Freitag, 14. November, München

Auf einmal ist da der Tod. Er kam plötzlich, ohne zu klopfen trat er an die Schwelle zum Leben und riss Menschen mit sich. Alles wurde finster. Am Telefon bekam ich keine Auskunft, aber die Stimme des Arztes klang nicht besonders zuversichtlich.
Ich steige auf mein Rad und fahre hinein in einen trüben Novembertag, hin zum Krankenhaus. Meine Beine beginnen zu zittern und das Herz schlägt schneller.
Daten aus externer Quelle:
//! Router-level tests for the JSON endpoints.

mod common;

use async_trait::async_trait;
use axum::body::Body;
use axum::http::{Request, StatusCode};
use common::*;
use llm::{LlmError, LlmProvider, Style, TextStream};
use serde_json::{json, Value};
use server::ServerConfig;
use std::sync::Arc;
use std::time::Duration;

/// Panics on every call.
struct PanickingProvider;

#[async_trait]
impl LlmProvider for PanickingProvider {
    async fn complete(&self, _prompt: &str) -> Result<String, LlmError> {
        panic!("provider exploded")
    }

    async fn complete_stream(&self, _prompt: &str, _style: Style) -> Result<TextStream, LlmError> {
        panic!("provider exploded")
    }

    fn name(&self) -> &str {
        "panicking"
    }
}

/// Never answers within any reasonable deadline.
struct StalledProvider;

#[async_trait]
impl LlmProvider for StalledProvider {
    async fn complete(&self, _prompt: &str) -> Result<String, LlmError> {
        tokio::time::sleep(Duration::from_secs(3600)).await;
        Ok(String::new())
    }

    async fn complete_stream(&self, _prompt: &str, _style: Style) -> Result<TextStream, LlmError> {
        tokio::time::sleep(Duration::from_secs(3600)).await;
        Err(LlmError::Timeout)
    }

    fn name(&self) -> &str {
        "stalled"
    }
}

fn assert_contract_shape(body: &Value) {
    let object = body.as_object().expect("response is an object");
    assert_eq!(object.len(), 4);
    for style in Style::ALL {
        assert!(object[style.as_str()].is_string(), "{style} is a string");
    }
}

fn assert_validation_error(body: &Value) {
    assert_eq!(body["code"], "VALIDATION_ERROR");
    assert!(body["message"].is_string());
    let details = body["details"].as_array().expect("details is a list");
    assert!(!details.is_empty());
    for item in details {
        assert!(item["field"].is_string());
        assert!(item["issue"].is_string());
    }
}

#[tokio::test]
async fn rephrase_returns_frozen_contract_shape() {
    let provider = Arc::new(ScriptedProvider::fake());
    let response = send(
        app_for(provider.clone()),
        post_json("/rephrase", json!({"text": "Hello world"}).to_string()),
    )
    .await;

    assert_eq!(response.status(), StatusCode::OK);
    let body = body_json(response).await;
    assert_contract_shape(&body);
    assert_eq!(body["polite"], "Could you please review the attached document?");
    assert_eq!(provider.complete_calls(), 1);
}

#[tokio::test]
async fn invalid_bodies_are_validation_errors_without_provider_calls() {
    let too_long = "a".repeat(5001);
    let cases: Vec<(String, &str, &str)> = vec![
        (json!({"text": ""}).to_string(), "text", "min_length"),
        (json!({"text": "   \n"}).to_string(), "text", "min_length"),
        (json!({}).to_string(), "text", "required"),
        (json!({"text": null}).to_string(), "text", "required"),
        (json!({"text": 5}).to_string(), "text", "type"),
        (json!({"text": too_long}).to_string(), "text", "max_length"),
        ("[1, 2]".to_string(), "body", "type"),
        ("{\"text\": ".to_string(), "body", "malformed_json"),
    ];

    for (raw, field, issue) in cases {
        let provider = Arc::new(ScriptedProvider::fake());
        let response = send(app_for(provider.clone()), post_json("/rephrase", raw.clone())).await;

        assert_eq!(response.status(), StatusCode::BAD_REQUEST, "body: {raw}");
        let body = body_json(response).await;
        assert_validation_error(&body);
        assert_eq!(body["details"][0]["field"], field, "body: {raw}");
        assert_eq!(body["details"][0]["issue"], issue, "body: {raw}");
        assert_eq!(
            body["message"],
            format!("Invalid request: {field} ({issue})")
        );
        assert_eq!(provider.complete_calls(), 0);
    }
}

#[tokio::test]
async fn oversized_body_is_max_length_validation_error() {
    let provider = Arc::new(ScriptedProvider::fake());
    let response = send(
        app_for(provider.clone()),
        post_json("/rephrase", oversized_body()),
    )
    .await;

    assert_eq!(response.status(), StatusCode::BAD_REQUEST);
    let body = body_json(response).await;
    assert_validation_error(&body);
    assert_eq!(body["details"][0]["field"], "text");
    assert_eq!(body["details"][0]["issue"], "max_length");
    assert_eq!(body["message"], "Invalid request: text (max_length)");
    assert_eq!(provider.complete_calls(), 0);
}

#[tokio::test]
async fn handler_panic_is_generic_internal_error() {
    let response = send(
        app_with(factory_of(PanickingProvider)),
        post_json("/rephrase", json!({"text": "hello"}).to_string()),
    )
    .await;

    assert_eq!(response.status(), StatusCode::INTERNAL_SERVER_ERROR);
    let body = body_json(response).await;
    assert_eq!(body["code"], "INTERNAL_ERROR");
    assert_eq!(body["message"], "Internal server error.");
    assert_eq!(body["details"], json!([]));
    assert!(!body.to_string().contains("exploded"));
}

#[tokio::test(start_paused = true)]
async fn slow_rephrase_times_out_as_llm_timeout() {
    let config = ServerConfig {
        timeout_secs: 1,
        ..Default::default()
    };
    let response = send(
        app_with_config(config, factory_of(StalledProvider)),
        post_json("/rephrase", json!({"text": "hello"}).to_string()),
    )
    .await;

    assert_eq!(response.status(), StatusCode::GATEWAY_TIMEOUT);
    let body = body_json(response).await;
    assert_eq!(body["code"], "LLM_TIMEOUT");
    assert_eq!(body["message"], "The LLM request timed out.");
    assert_eq!(body["details"], json!([]));
}

#[tokio::test]
async fn rate_limit_maps_to_429_with_retry_after() {
    let provider = Arc::new(ScriptedProvider::completing(Err(LlmError::RateLimited {
        retry_after_seconds: Some(10),
    })));
    let response = send(
        app_for(provider),
        post_json("/rephrase", json!({"text": "hello"}).to_string()),
    )
    .await;

    assert_eq!(response.status(), StatusCode::TOO_MANY_REQUESTS);
    assert_eq!(response.headers()["retry-after"], "10");
    let body = body_json(response).await;
    assert_eq!(body["code"], "RATE_LIMIT_EXCEEDED");
    assert_eq!(body["details"], json!([]));
}

#[tokio::test]
async fn timeout_maps_to_504() {
    let provider = Arc::new(ScriptedProvider::completing(Err(LlmError::Timeout)));
    let response = send(
        app_for(provider),
        post_json("/rephrase", json!({"text": "hello"}).to_string()),
    )
    .await;

    assert_eq!(response.status(), StatusCode::GATEWAY_TIMEOUT);
    assert!(response.headers().get("retry-after").is_none());
    let body = body_json(response).await;
    assert_eq!(body["code"], "LLM_TIMEOUT");
}

#[tokio::test]
async fn upstream_failures_map_to_502() {
    for err in [
        LlmError::Connection,
        LlmError::Authentication,
        LlmError::DeploymentNotFound,
        LlmError::Rejected,
        LlmError::UpstreamInternal,
        LlmError::Failure,
    ] {
        let message = err.to_string();
        let provider = Arc::new(ScriptedProvider::completing(Err(err)));
        let response = send(
            app_for(provider),
            post_json("/rephrase", json!({"text": "hello"}).to_string()),
        )
        .await;

        assert_eq!(response.status(), StatusCode::BAD_GATEWAY);
        let body = body_json(response).await;
        assert_eq!(body["code"], "LLM_PROVIDER_FAILURE");
        assert_eq!(body["message"], message);
    }
}

#[tokio::test]
async fn non_json_model_output_is_internal_error() {
    let provider = Arc::new(ScriptedProvider::completing(Ok("not json at all".into())));
    let response = send(
        app_for(provider),
        post_json("/rephrase", json!({"text": "hello"}).to_string()),
    )
    .await;

    assert_eq!(response.status(), StatusCode::INTERNAL_SERVER_ERROR);
    let body = body_json(response).await;
    assert_eq!(body["code"], "INTERNAL_ERROR");
    assert_eq!(body["details"], json!([]));
    assert!(!body.to_string().contains("not json at all"));
}

#[tokio::test]
async fn contract_violations_are_internal_errors() {
    let provider = Arc::new(ScriptedProvider::completing(Ok(
        r#"{"professional":"a","casual":"b","polite":"c","social":"d","tone":"x"}"#.into(),
    )));
    let response = send(
        app_for(provider),
        post_json("/rephrase", json!({"text": "hello"}).to_string()),
    )
    .await;

    assert_eq!(response.status(), StatusCode::INTERNAL_SERVER_ERROR);
    assert_eq!(body_json(response).await["code"], "INTERNAL_ERROR");
}

#[tokio::test]
async fn disabled_real_mode_is_forbidden() {
    let response = send(
        app_with(failing_factory(LlmError::RealCallsDisabled)),
        post_json("/rephrase", json!({"text": "hello"}).to_string()),
    )
    .await;

    assert_eq!(response.status(), StatusCode::FORBIDDEN);
    assert_eq!(body_json(response).await["code"], "REAL_LLM_DISABLED");
}

#[tokio::test]
async fn health_and_readiness() {
    let app = app_for(Arc::new(ScriptedProvider::fake()));

    let response = send(
        app.clone(),
        Request::get("/health").body(Body::empty()).unwrap(),
    )
    .await;
    assert_eq!(response.status(), StatusCode::OK);
    assert_eq!(body_json(response).await["status"], "healthy");

    let response = send(app, Request::get("/ready").body(Body::empty()).unwrap()).await;
    assert_eq!(response.status(), StatusCode::OK);
    let body = body_json(response).await;
    assert_eq!(body["status"], "ready");
    assert_eq!(body["provider"], "scripted");
}

#[tokio::test]
async fn readiness_fails_when_no_provider_can_be_built() {
    let app = app_with(failing_factory(LlmError::InvalidConfig(
        "AZURE_OPENAI_ENDPOINT is not set.".into(),
    )));
    let response = send(app, Request::get("/ready").body(Body::empty()).unwrap()).await;

    assert_eq!(response.status(), StatusCode::SERVICE_UNAVAILABLE);
    let body = body_json(response).await;
    assert_eq!(body["status"], "unavailable");
    assert_eq!(body["code"], "INTERNAL_ERROR");
    assert!(!body.to_string().contains("AZURE"));
}

#[tokio::test]
async fn metrics_without_recorder_is_empty() {
    let app = app_for(Arc::new(ScriptedProvider::fake()));
    let response = send(app, Request::get("/metrics").body(Body::empty()).unwrap()).await;
    assert_eq!(response.status(), StatusCode::OK);
    assert!(body_string(response).await.is_empty());
}

#[tokio::test]
async fn unknown_route_is_not_found() {
    let app = app_for(Arc::new(ScriptedProvider::fake()));
    let response = send(app, Request::get("/nope").body(Body::empty()).unwrap()).await;

    assert_eq!(response.status(), StatusCode::NOT_FOUND);
    let body = body_json(response).await;
    assert_eq!(body["code"], "NOT_FOUND");
    assert_eq!(body["details"], json!([]));
}

#[tokio::test]
async fn request_id_is_echoed_or_generated() {
    let app = app_for(Arc::new(ScriptedProvider::fake()));

    let response = send(
        app.clone(),
        Request::get("/health")
            .header("x-request-id", "req-123")
            .body(Body::empty())
            .unwrap(),
    )
    .await;
    assert_eq!(response.headers()["x-request-id"], "req-123");

    let response = send(app, Request::get("/health").body(Body::empty()).unwrap()).await;
    let generated = response.headers()["x-request-id"].to_str().unwrap();
    assert_eq!(generated.len(), 36);
}

#[tokio::test]
async fn cors_allows_configured_origin_only() {
    let app = app_for(Arc::new(ScriptedProvider::fake()));
    let preflight = |origin: &str| {
        Request::builder()
            .method("OPTIONS")
            .uri("/rephrase")
            .header("origin", origin)
            .header("access-control-request-method", "POST")
            .header("access-control-request-headers", "content-type")
            .body(Body::empty())
            .unwrap()
    };

    let response = send(app.clone(), preflight("http://localhost:5173")).await;
    assert_eq!(
        response.headers()["access-control-allow-origin"],
        "http://localhost:5173"
    );

    let response = send(app, preflight("https://evil.example.com")).await;
    assert!(response
        .headers()
        .get("access-control-allow-origin")
        .is_none());
}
Die Grundstimmung ist negativ, ich ahne das Schlimmste. Die Intensivstation verfügt über einen langen Gang, die Wände sind in sterilem Weiß gestrichen, nur ein paar Bilder zieren diesen kargen Ort. Alles ist trostlos. Ein Arzt kommt, bringt mich in einen separaten Raum und verkündet die Todesnachricht. Ich bin wie paralysiert, meine Gedanken kreisen weit und schweifen irgendwohin. Sein Mund bildet eine leere Hülle in seinem Gesicht, die sich permanent öffnet und schließt. Die Worte dringen nicht an mein Ohr. Geschlagen und nicht in der Lage einen klaren Gedanken zu fassen, verlasse ich das Krankenhaus, hinaus in die Kälte dieses Tages.
Er hatte keine Chance, zu gravierend waren seine bisherigen Krankheiten. Kaputte Leber, nur noch einen Lungenflügel und vier überstandene Herzinfarkte. Das war schließlich einfach zu viel. Ich kann bisher kaum Gefühle zeigen, bin mir aber ziemlich sicher, dass das eigentliche Realisieren dieses Ereignisses noch dauern wird. Den Tod akzeptieren, das fällt schwer. Doch der Tod gehört zum Leben dazu. Da stirbt einer hinter grauen Krankenhausmauern im zweiten Stock, während unten auf der Entbindungsstation ein Neugeborenes auf die Welt kommt. Leben und Sterben, beides ist untrennbar miteinander verbunden. Sterben bedeutet auch Neuanfang. Etwas Altes muss sterben, damit etwas Neues entstehen kann. Sterben als Chance? Im Moment ist daran nicht zu denken, denn zunächst muss ich mit der Situation zurechtkommen. Das wird schwer genug. Ich steige von meinem Fahrrad ab und stelle es an einen der Zäune am Wegrand. Ich setze mich auf eine der Bänke, schlage die Hände vors Gesicht und weine. Es ist wenig Platz für Tränen, denn das Leben geht erbarmungslos weiter. Dann stehe ich auf und gehe. Regen setzt ein. Ich denke an eine schwarze Galeere, die vom Bootssteg ablegt und in die weite Welt hinaussegelt.